Data items –

-- Opening Marker --

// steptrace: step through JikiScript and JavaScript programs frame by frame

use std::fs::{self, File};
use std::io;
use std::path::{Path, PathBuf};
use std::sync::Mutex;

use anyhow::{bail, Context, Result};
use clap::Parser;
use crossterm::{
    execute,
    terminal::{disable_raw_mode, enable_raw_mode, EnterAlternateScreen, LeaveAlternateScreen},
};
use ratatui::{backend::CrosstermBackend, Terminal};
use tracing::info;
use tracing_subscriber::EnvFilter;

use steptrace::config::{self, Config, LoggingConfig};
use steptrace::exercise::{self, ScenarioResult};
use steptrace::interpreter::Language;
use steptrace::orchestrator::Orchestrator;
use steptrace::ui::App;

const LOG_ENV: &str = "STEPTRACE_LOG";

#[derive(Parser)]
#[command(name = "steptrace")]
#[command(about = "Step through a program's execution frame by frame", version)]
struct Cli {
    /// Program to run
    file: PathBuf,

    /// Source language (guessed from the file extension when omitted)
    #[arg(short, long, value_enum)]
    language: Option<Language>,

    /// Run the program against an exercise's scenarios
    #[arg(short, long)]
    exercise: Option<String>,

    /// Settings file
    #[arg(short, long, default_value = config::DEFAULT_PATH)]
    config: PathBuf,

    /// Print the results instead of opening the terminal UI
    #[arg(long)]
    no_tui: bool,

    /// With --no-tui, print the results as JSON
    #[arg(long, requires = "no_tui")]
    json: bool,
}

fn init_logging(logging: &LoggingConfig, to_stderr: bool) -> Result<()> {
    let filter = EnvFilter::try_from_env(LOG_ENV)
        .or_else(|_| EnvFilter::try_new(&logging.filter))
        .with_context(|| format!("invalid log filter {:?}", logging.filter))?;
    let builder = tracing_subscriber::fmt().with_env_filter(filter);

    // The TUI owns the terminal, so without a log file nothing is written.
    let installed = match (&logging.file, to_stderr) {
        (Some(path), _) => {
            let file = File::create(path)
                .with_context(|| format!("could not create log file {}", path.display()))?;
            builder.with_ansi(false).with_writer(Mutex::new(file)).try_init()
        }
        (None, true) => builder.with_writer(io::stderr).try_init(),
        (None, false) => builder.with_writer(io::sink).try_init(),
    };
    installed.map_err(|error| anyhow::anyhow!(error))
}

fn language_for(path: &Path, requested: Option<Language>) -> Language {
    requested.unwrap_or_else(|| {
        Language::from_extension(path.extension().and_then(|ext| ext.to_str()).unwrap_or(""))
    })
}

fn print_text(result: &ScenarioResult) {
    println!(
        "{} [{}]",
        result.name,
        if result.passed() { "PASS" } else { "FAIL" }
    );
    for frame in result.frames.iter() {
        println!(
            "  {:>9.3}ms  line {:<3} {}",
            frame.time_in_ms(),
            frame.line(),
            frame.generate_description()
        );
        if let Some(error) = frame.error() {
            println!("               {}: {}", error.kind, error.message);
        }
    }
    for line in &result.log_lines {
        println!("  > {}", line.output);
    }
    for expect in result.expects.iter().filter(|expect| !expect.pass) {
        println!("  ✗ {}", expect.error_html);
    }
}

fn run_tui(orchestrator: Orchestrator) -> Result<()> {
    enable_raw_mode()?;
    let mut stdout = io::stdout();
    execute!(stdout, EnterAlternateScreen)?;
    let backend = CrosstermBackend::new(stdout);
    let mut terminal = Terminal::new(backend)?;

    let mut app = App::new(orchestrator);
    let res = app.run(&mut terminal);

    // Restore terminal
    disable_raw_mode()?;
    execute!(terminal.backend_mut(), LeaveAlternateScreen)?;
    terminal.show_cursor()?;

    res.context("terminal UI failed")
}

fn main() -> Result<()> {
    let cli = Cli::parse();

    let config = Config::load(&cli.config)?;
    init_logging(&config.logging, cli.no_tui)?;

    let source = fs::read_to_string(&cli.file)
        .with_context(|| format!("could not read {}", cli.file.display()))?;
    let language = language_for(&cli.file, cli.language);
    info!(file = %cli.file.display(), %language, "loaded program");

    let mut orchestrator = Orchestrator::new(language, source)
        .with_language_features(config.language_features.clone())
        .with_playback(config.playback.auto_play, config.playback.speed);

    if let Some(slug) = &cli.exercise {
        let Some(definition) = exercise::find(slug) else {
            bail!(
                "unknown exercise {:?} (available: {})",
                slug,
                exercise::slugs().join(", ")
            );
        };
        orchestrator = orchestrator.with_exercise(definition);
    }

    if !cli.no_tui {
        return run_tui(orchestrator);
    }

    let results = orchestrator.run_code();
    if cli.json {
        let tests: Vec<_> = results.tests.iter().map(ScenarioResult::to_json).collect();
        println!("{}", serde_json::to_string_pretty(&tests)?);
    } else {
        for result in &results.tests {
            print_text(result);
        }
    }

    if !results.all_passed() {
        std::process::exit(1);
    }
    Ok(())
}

-- Closing Marker --
-- Opening Marker --

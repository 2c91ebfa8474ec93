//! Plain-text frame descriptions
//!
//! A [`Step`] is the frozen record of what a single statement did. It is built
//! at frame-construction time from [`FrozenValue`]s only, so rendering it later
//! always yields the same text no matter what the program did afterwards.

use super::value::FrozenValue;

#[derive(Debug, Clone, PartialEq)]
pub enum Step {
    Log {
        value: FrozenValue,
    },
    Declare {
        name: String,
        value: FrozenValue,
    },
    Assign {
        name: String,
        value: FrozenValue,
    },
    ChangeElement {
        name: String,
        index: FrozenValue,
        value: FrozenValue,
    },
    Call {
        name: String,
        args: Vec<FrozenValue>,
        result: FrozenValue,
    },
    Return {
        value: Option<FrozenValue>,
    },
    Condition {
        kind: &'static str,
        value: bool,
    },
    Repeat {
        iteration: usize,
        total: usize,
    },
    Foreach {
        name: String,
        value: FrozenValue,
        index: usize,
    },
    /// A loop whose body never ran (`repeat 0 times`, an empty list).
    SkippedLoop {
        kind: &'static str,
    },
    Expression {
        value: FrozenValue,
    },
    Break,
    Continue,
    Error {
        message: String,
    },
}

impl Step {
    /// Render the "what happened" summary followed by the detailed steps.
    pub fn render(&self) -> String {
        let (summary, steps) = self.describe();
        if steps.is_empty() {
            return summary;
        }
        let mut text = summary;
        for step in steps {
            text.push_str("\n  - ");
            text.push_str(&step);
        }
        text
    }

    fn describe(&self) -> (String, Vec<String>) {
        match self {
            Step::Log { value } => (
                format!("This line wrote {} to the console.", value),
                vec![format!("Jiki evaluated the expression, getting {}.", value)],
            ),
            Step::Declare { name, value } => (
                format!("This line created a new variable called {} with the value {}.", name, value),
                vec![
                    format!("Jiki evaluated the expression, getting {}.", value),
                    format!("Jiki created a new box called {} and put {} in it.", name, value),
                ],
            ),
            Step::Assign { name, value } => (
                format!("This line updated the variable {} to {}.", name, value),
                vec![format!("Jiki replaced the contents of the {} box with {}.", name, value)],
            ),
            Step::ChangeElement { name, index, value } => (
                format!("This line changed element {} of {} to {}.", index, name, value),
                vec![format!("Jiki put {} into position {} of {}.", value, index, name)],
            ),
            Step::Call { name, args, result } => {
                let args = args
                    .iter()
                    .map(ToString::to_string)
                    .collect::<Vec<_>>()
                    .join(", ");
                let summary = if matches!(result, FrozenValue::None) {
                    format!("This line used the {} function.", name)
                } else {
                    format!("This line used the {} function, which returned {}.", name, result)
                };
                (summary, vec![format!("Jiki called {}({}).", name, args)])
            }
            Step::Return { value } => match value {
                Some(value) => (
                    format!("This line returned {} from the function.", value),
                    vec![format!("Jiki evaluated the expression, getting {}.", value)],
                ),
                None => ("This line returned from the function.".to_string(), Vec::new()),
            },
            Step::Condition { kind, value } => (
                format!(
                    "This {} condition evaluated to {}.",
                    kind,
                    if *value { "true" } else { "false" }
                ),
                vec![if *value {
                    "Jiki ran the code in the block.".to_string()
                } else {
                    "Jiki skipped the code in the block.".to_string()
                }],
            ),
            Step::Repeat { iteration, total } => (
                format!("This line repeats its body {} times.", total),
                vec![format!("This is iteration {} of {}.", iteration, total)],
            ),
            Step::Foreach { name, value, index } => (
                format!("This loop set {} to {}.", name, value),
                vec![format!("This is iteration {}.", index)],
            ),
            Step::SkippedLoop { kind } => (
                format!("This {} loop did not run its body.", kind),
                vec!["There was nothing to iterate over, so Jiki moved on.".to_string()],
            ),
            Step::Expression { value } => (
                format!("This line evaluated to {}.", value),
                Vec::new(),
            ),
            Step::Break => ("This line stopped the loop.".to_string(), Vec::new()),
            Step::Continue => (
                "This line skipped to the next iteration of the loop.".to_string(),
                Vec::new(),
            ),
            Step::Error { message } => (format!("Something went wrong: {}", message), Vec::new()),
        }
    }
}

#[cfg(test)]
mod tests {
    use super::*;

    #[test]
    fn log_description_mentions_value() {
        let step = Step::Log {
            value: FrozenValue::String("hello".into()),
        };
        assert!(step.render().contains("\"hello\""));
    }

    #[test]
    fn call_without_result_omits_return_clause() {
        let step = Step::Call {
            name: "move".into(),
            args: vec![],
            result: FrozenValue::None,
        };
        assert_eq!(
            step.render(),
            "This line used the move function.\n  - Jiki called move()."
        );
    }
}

-- Closing Marker --

WORK ORDER – Among the entries above, locate the lines containing "programs frame by frame" and "let file = File::create(path)", and transcribe exactly those two lines and all lines between.

TASK RESULT –
// steptrace: step through JikiScript and JavaScript programs frame by frame

use std::fs::{self, File};
use std::io;
use std::path::{Path, PathBuf};
use std::sync::Mutex;

use anyhow::{bail, Context, Result};
use clap::Parser;
use crossterm::{
    execute,
    terminal::{disable_raw_mode, enable_raw_mode, EnterAlternateScreen, LeaveAlternateScreen},
};
use ratatui::{backend::CrosstermBackend, Terminal};
use tracing::info;
use tracing_subscriber::EnvFilter;

use steptrace::config::{self, Config, LoggingConfig};
use steptrace::exercise::{self, ScenarioResult};
use steptrace::interpreter::Language;
use steptrace::orchestrator::Orchestrator;
use steptrace::ui::App;

const LOG_ENV: &str = "STEPTRACE_LOG";

#[derive(Parser)]
#[command(name = "steptrace")]
#[command(about = "Step through a program's execution frame by frame", version)]
struct Cli {
    /// Program to run
    file: PathBuf,

    /// Source language (guessed from the file extension when omitted)
    #[arg(short, long, value_enum)]
    language: Option<Language>,

    /// Run the program against an exercise's scenarios
    #[arg(short, long)]
    exercise: Option<String>,

    /// Settings file
    #[arg(short, long, default_value = config::DEFAULT_PATH)]
    config: PathBuf,

    /// Print the results instead of opening the terminal UI
    #[arg(long)]
    no_tui: bool,

    /// With --no-tui, print the results as JSON
    #[arg(long, requires = "no_tui")]
    json: bool,
}

fn init_logging(logging: &LoggingConfig, to_stderr: bool) -> Result<()> {
    let filter = EnvFilter::try_from_env(LOG_ENV)
        .or_else(|_| EnvFilter::try_new(&logging.filter))
        .with_context(|| format!("invalid log filter {:?}", logging.filter))?;
    let builder = tracing_subscriber::fmt().with_env_filter(filter);

    // The TUI owns the terminal, so without a log file nothing is written.
    let installed = match (&logging.file, to_stderr) {
        (Some(path), _) => {
            let file = File::create(path)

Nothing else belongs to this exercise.